Records supplied Block Start

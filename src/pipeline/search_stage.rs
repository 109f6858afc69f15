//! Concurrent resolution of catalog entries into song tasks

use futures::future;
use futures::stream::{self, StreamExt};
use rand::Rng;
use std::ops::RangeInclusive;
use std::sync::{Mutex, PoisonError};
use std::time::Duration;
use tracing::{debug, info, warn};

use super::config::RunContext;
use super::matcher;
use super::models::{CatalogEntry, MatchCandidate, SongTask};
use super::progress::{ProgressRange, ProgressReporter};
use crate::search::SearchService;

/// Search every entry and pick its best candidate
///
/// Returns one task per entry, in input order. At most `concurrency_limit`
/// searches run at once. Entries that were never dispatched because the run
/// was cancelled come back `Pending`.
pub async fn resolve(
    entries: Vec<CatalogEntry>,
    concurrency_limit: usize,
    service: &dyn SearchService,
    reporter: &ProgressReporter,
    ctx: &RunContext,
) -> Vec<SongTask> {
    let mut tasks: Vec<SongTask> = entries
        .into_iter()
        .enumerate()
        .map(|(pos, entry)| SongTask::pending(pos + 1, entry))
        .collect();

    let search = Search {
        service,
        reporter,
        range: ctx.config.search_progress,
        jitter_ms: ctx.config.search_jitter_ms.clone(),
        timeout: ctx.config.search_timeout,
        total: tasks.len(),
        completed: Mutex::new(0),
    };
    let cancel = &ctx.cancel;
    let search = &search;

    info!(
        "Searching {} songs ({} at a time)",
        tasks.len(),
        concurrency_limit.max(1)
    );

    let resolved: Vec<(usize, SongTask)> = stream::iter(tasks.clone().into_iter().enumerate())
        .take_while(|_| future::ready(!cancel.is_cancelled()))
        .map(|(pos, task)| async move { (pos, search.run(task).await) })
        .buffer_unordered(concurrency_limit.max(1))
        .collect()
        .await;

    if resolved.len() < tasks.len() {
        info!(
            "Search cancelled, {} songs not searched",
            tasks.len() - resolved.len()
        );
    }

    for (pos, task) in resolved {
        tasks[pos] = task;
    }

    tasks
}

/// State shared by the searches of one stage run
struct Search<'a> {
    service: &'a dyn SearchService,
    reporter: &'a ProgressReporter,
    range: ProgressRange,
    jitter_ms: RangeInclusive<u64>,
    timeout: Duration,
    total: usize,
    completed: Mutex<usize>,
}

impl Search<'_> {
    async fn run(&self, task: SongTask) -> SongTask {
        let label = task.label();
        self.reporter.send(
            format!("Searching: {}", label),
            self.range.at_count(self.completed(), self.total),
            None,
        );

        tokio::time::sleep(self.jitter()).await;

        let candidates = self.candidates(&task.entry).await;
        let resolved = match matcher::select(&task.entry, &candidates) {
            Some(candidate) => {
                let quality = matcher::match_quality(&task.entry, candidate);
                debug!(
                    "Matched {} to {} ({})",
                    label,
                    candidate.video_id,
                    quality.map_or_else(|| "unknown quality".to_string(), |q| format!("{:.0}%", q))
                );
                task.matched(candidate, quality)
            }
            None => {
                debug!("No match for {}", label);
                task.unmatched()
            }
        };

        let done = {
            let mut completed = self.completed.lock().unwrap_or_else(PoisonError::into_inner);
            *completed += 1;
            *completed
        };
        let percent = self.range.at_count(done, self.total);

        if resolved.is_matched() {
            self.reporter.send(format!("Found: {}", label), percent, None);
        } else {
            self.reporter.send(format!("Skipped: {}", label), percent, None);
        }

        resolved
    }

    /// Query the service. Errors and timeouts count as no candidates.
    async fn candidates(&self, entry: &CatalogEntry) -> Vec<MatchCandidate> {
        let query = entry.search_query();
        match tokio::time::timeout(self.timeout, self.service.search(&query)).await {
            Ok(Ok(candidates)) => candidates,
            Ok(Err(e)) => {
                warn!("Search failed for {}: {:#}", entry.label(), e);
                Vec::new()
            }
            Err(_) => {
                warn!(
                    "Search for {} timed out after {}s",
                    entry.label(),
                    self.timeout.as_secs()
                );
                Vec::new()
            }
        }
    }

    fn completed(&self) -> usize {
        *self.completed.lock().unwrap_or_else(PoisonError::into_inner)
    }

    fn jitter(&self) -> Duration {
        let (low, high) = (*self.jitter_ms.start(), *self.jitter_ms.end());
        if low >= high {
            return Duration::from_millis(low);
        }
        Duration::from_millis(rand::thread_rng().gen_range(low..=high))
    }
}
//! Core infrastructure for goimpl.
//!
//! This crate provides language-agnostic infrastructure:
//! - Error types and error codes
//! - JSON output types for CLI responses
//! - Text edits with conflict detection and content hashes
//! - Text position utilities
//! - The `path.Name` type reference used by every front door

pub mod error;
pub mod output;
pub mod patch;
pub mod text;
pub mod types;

Records supplied Block End
Records supplied Block Start

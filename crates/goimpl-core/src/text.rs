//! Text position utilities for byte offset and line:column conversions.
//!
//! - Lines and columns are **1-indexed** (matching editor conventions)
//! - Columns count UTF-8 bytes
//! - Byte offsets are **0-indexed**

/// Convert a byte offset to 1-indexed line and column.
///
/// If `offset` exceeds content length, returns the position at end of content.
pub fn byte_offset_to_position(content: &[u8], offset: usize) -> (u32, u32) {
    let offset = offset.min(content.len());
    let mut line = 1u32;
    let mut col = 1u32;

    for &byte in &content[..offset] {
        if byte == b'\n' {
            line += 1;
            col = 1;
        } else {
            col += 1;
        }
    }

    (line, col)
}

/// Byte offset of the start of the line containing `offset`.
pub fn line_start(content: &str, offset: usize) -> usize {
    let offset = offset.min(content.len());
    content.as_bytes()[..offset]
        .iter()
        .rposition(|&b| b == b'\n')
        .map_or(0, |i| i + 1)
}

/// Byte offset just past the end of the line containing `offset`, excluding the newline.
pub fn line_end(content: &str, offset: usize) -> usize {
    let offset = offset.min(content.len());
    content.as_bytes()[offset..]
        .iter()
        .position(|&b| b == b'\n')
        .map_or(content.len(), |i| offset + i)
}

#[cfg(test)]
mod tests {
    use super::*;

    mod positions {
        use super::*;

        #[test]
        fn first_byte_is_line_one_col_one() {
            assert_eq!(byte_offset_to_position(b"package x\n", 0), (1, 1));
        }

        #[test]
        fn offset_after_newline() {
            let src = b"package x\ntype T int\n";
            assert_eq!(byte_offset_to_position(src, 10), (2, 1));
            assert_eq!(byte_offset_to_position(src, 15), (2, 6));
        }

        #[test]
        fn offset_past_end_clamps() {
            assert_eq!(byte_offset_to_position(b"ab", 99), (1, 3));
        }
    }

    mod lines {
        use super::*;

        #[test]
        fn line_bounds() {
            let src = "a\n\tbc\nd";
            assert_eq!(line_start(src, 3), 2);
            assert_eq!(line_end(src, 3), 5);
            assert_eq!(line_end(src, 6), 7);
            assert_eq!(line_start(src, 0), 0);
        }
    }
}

Records supplied Block End

◆ Goal of the exercise ◆
Since only part of the listing is wanted, copy exactly the lines from the one holding "one stage run" to the one holding "async fn run(&self, task: SongTask)", both included.

◆ Solution for this problem ◆
/// State shared by the searches of one stage run
struct Search<'a> {
    service: &'a dyn SearchService,
    reporter: &'a ProgressReporter,
    range: ProgressRange,
    jitter_ms: RangeInclusive<u64>,
    timeout: Duration,
    total: usize,
    completed: Mutex<usize>,
}

impl Search<'_> {
    async fn run(&self, task: SongTask) -> SongTask {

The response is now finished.